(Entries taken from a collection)
[Start of Attachment]

//! Profile Repository

use std::sync::Arc;

use chrono::{DateTime, SecondsFormat, Utc};
use rusqlite::{params, Connection, OptionalExtension};
use taskdeck::{AccountId, Profile, ProfileFlag};
use tokio::sync::Mutex;

use crate::domain::{DomainError, DomainResult};

pub struct ProfileRepository {
    conn: Arc<Mutex<Connection>>,
}

impl ProfileRepository {
    pub fn new(conn: Arc<Mutex<Connection>>) -> Self {
        Self { conn }
    }

    pub async fn find(&self, id: &AccountId) -> DomainResult<Option<Profile>> {
        let conn = self.conn.lock().await;
        let row = conn
            .query_row(
                "SELECT id, email, full_name, avatar_url, is_premium, created_at FROM profiles WHERE id = ?1",
                params![id.as_str()],
                |row| {
                    Ok((
                        row.get::<_, String>(0)?,
                        row.get::<_, Option<String>>(1)?,
                        row.get::<_, Option<String>>(2)?,
                        row.get::<_, Option<String>>(3)?,
                        row.get::<_, bool>(4)?,
                        row.get::<_, String>(5)?,
                    ))
                },
            )
            .optional()?;

        row.map(|(id, email, full_name, avatar_url, is_premium, created_at)| {
            Ok(Profile {
                id: AccountId::new(id),
                email,
                full_name,
                avatar_url,
                is_premium,
                created_at: parse_timestamp(&created_at)?,
            })
        })
        .transpose()
    }

    pub async fn set_flag(&self, id: &AccountId, flag: ProfileFlag, value: bool) -> DomainResult<()> {
        let conn = self.conn.lock().await;
        let changed = conn.execute(
            &format!("UPDATE profiles SET {} = ?1 WHERE id = ?2", flag.column()),
            params![value, id.as_str()],
        )?;
        if changed == 0 {
            return Err(DomainError::NotFound(format!("profile {}", id)));
        }
        Ok(())
    }
}

pub(crate) fn insert_profile(conn: &Connection, profile: &Profile) -> DomainResult<()> {
    conn.execute(
        "INSERT INTO profiles (id, email, full_name, avatar_url, is_premium, created_at)
         VALUES (?1, ?2, ?3, ?4, ?5, ?6)",
        params![
            profile.id.as_str(),
            profile.email,
            profile.full_name,
            profile.avatar_url,
            profile.is_premium,
            profile.created_at.to_rfc3339_opts(SecondsFormat::Micros, true),
        ],
    )?;
    Ok(())
}

pub(crate) fn parse_timestamp(raw: &str) -> DomainResult<DateTime<Utc>> {
    DateTime::parse_from_rfc3339(raw)
        .map(|t| t.with_timezone(&Utc))
        .map_err(|e| DomainError::Internal(format!("bad timestamp {:?}: {}", raw, e)))
}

[End of Attachment]

* [What to produce]: Reproduce the entries exactly, each one as given.

* [Your solution]:
//! Profile Repository

use std::sync::Arc;

use chrono::{DateTime, SecondsFormat, Utc};
use rusqlite::{params, Connection, OptionalExtension};
use taskdeck::{AccountId, Profile, ProfileFlag};
use tokio::sync::Mutex;

use crate::domain::{DomainError, DomainResult};

pub struct ProfileRepository {
    conn: Arc<Mutex<Connection>>,
}

impl ProfileRepository {
    pub fn new(conn: Arc<Mutex<Connection>>) -> Self {
        Self { conn }
    }

    pub async fn find(&self, id: &AccountId) -> DomainResult<Option<Profile>> {
        let conn = self.conn.lock().await;
        let row = conn
            .query_row(
                "SELECT id, email, full_name, avatar_url, is_premium, created_at FROM profiles WHERE id = ?1",
                params![id.as_str()],
                |row| {
                    Ok((
                        row.get::<_, String>(0)?,
                        row.get::<_, Option<String>>(1)?,
                        row.get::<_, Option<String>>(2)?,
                        row.get::<_, Option<String>>(3)?,
                        row.get::<_, bool>(4)?,
                        row.get::<_, String>(5)?,
                    ))
                },
            )
            .optional()?;

        row.map(|(id, email, full_name, avatar_url, is_premium, created_at)| {
            Ok(Profile {
                id: AccountId::new(id),
                email,
                full_name,
                avatar_url,
                is_premium,
                created_at: parse_timestamp(&created_at)?,
            })
        })
        .transpose()
    }

    pub async fn set_flag(&self, id: &AccountId, flag: ProfileFlag, value: bool) -> DomainResult<()> {
        let conn = self.conn.lock().await;
        let changed = conn.execute(
            &format!("UPDATE profiles SET {} = ?1 WHERE id = ?2", flag.column()),
            params![value, id.as_str()],
        )?;
        if changed == 0 {
            return Err(DomainError::NotFound(format!("profile {}", id)));
        }
        Ok(())
    }
}

pub(crate) fn insert_profile(conn: &Connection, profile: &Profile) -> DomainResult<()> {
    conn.execute(
        "INSERT INTO profiles (id, email, full_name, avatar_url, is_premium, created_at)
         VALUES (?1, ?2, ?3, ?4, ?5, ?6)",
        params![
            profile.id.as_str(),
            profile.email,
            profile.full_name,
            profile.avatar_url,
            profile.is_premium,
            profile.created_at.to_rfc3339_opts(SecondsFormat::Micros, true),
        ],
    )?;
    Ok(())
}

pub(crate) fn parse_timestamp(raw: &str) -> DomainResult<DateTime<Utc>> {
    DateTime::parse_from_rfc3339(raw)
        .map(|t| t.with_timezone(&Utc))
        .map_err(|e| DomainError::Internal(format!("bad timestamp {:?}: {}", raw, e)))
}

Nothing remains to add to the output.